It’s the end of an era here at String Central. The sadly mangled, diseased, and ant-ridden street tree, a Norway Maple, in front of our house has been taken.
Here you see him before, in his final sickly days, already bearing The Dreaded Green Spot from the town arborist, marking him for terminal harvest.
When we moved in Tree was already teetering in health, with an extensive ant colony and other ailments. We did the best we could by him, and for a while at least, he did look a bit fuller and happier. But while we were out of the country in India, the utility company did some really horrible pruning, topping him and leaving the severed main trunk to rot. Although squirrels made their home in the resulting hollow, from that time Tree declined. Quickly.
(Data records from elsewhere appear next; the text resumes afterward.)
//! Per-document pipeline orchestration.
//!
//! State machine per document:
//! Fetched -> Fingerprinted -> DedupChecked ->
//!   (SkippedDuplicate | Enriching -> Enriched) -> Stored
//!
//! Stage failures are recorded in the stage results and never abort the
//! document; fingerprint and storage errors are always fatal for it.

use std::sync::Arc;
use std::time::Duration;

use thiserror::Error;
use tokio::sync::watch;
use tokio::time::Instant;

use crate::fingerprint::{self, FingerprintError};
use crate::models::{CandidateDocument, EnrichedDocument, StageResult, WorkingDocument};
use crate::search::SearchIndex;
use crate::stages::{StageError, StageOutput, StageRegistry};
use crate::store::{DedupStore, StoreError};

use super::report::ErrorKind;

/// Per-document processing options.
#[derive(Debug, Clone, Copy, Default)]
pub struct ProcessOptions {
    /// Re-enrich and overwrite documents that are already stored.
    pub force: bool,
    /// Fail the document when an expected stage fails, instead of storing
    /// it with a reduced completeness score.
    pub strict: bool,
}

/// Terminal outcome of processing one document.
#[derive(Debug)]
pub enum ProcessOutcome {
    Stored {
        document: EnrichedDocument,
        is_new: bool,
    },
    SkippedDuplicate {
        fingerprint: String,
    },
    /// Cancellation was observed between stages; the document was abandoned
    /// without being stored.
    Interrupted,
}

#[derive(Debug, Error)]
pub enum ProcessError {
    #[error("fingerprint: {0}")]
    Fingerprint(#[from] FingerprintError),
    #[error("storage: {0}")]
    Storage(#[from] StoreError),
    #[error("expected stage '{stage}' failed in strict mode: {detail}")]
    StrictStageFailure { stage: String, detail: String },
}

impl ProcessError {
    pub fn kind(&self) -> ErrorKind {
        match self {
            Self::Fingerprint(_) => ErrorKind::Fingerprint,
            Self::Storage(_) => ErrorKind::Storage,
            Self::StrictStageFailure { .. } => ErrorKind::StrictQuality,
        }
    }
}

/// Sequences enrichment stages and writes through the dedup store.
pub struct Orchestrator {
    registry: StageRegistry,
    store: Arc<dyn DedupStore>,
    search: Arc<dyn SearchIndex>,
    stage_timeout: Duration,
}

impl Orchestrator {
    pub fn new(
        registry: StageRegistry,
        store: Arc<dyn DedupStore>,
        search: Arc<dyn SearchIndex>,
        stage_timeout: Duration,
    ) -> Self {
        Self {
            registry,
            store,
            search,
            stage_timeout,
        }
    }

    pub fn store(&self) -> &Arc<dyn DedupStore> {
        &self.store
    }

    /// Process one candidate document end to end.
    pub async fn process(
        &self,
        candidate: CandidateDocument,
        opts: ProcessOptions,
    ) -> Result<ProcessOutcome, ProcessError> {
        self.process_cancellable(candidate, opts, None).await
    }

    /// Process one document, checking the cancellation signal between
    /// stages. An in-flight stage finishes; no new stage begins afterwards.
    pub async fn process_cancellable(
        &self,
        candidate: CandidateDocument,
        opts: ProcessOptions,
        cancel: Option<&watch::Receiver<bool>>,
    ) -> Result<ProcessOutcome, ProcessError> {
        let fp = fingerprint::compute(&candidate)?;

        // Fast path: an existing record short-circuits enrichment entirely.
        // The upsert below still guards the concurrent case atomically.
        if !opts.force && self.store.get(&fp).await?.is_some() {
            tracing::debug!("duplicate fingerprint {}, skipping {}", fp, candidate.source_id);
            return Ok(ProcessOutcome::SkippedDuplicate { fingerprint: fp });
        }

        let document_type = candidate.document_type;
        let mut working = WorkingDocument::new(candidate);

        for stage in self.registry.iter() {
            if cancel.is_some_and(|c| *c.borrow()) {
                return Ok(ProcessOutcome::Interrupted);
            }

            let result = self.run_stage(stage.as_ref(), &working).await;

            if opts.strict
                && result.status == crate::models::StageStatus::Failed
                && stage.is_expected(document_type)
            {
                return Err(ProcessError::StrictStageFailure {
                    stage: stage.name().to_string(),
                    detail: result
                        .error_detail
                        .unwrap_or_else(|| "unknown stage error".to_string()),
                });
            }

            working.record(result);
        }

        let expected = self.registry.expected_for(document_type);
        let enriched = EnrichedDocument::from_working(working, fp.clone(), &expected);

        let is_new = self.store.upsert(&fp, &enriched, opts.force).await?;

        // Fire-and-forget index push; a failure never affects the outcome.
        let search = self.search.clone();
        let for_index = enriched.clone();
        tokio::spawn(async move {
            if let Err(e) = search.push(&for_index).await {
                tracing::warn!("search index push failed for {}: {}", for_index.source_id, e);
            }
        });

        Ok(ProcessOutcome::Stored {
            document: enriched,
            is_new,
        })
    }

    /// Run one stage with the configured timeout and wrap its outcome.
    async fn run_stage(
        &self,
        stage: &dyn crate::stages::Stage,
        working: &WorkingDocument,
    ) -> StageResult {
        let start = Instant::now();
        let outcome = match tokio::time::timeout(self.stage_timeout, stage.apply(working)).await {
            Ok(result) => result,
            Err(_) => Err(StageError::Timeout(self.stage_timeout)),
        };
        let duration_ms = start.elapsed().as_millis() as u64;

        match outcome {
            Ok(StageOutput::Fields(mut fields)) => {
                // Restrict output to the keys the stage owns.
                let owned = stage.owned_fields();
                fields.retain(|key, _| owned.contains(&key.as_str()));
                StageResult::succeeded(stage.name(), fields, duration_ms)
            }
            Ok(StageOutput::Skipped) => StageResult::skipped(stage.name(), duration_ms),
            Err(e) => {
                tracing::warn!("stage {} failed: {}", stage.name(), e);
                StageResult::failed(stage.name(), &e.to_string(), duration_ms)
            }
        }
    }
}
Here’s today’s result, pix from Elder Daughter, who was on the spot (so to speak):
While it’s sad to lose the shade, we really haven’t had any in a couple of years. Plus Tree was dropping branches, and wobbled with a strong push – not a safe state in which to be.
With luck next year the town will remove the stump, and we will be able to file our request for Son of Tree.
Loss of a tree is always sad. I hope you soon have a strong, healthy Daughter of Tree and that the squirrels have somewhere else to go while she is growing. My neighbour’s street tree (Eucalyptus lehmannii) dropped a huge branch in strong winds a couple of weeks ago and I’m hoping the council won’t condemn the tree. The rainbow lorikeets and fruit bats love it. It had had a bit of termite damage but the ants had been in and cleaned it out so I’m hoping it’s assessed as sound.
Yes, it’s always sad to lose a tree, even if one’s logical side says it’s for the best.
It’s strange to learn that in your town trees to be removed are marked with green.
In Montreal, a green band taped all around a tree trunk is the announcement that “This tree has been treated to eliminate the Emerald ash borer.” It’s a sign that this tree will not be removed … yet. There’s no reason to believe anyone will ever be able to eliminate the foreign bug or that there’s any chance of saving all this city’s ash trees permanently. They will eventually go the way of the magnificent elms that once graced the streets of many urban jungles – also killed by an imported pest.
Trees to be removed are marked by a red or red-orange band of spray paint. Once marked, some seem to burst with renewed vigour, and the city conveniently forgets to cut them down. Most fall to the urban lumbermen in due time.
Thank you for the tale of your Tree.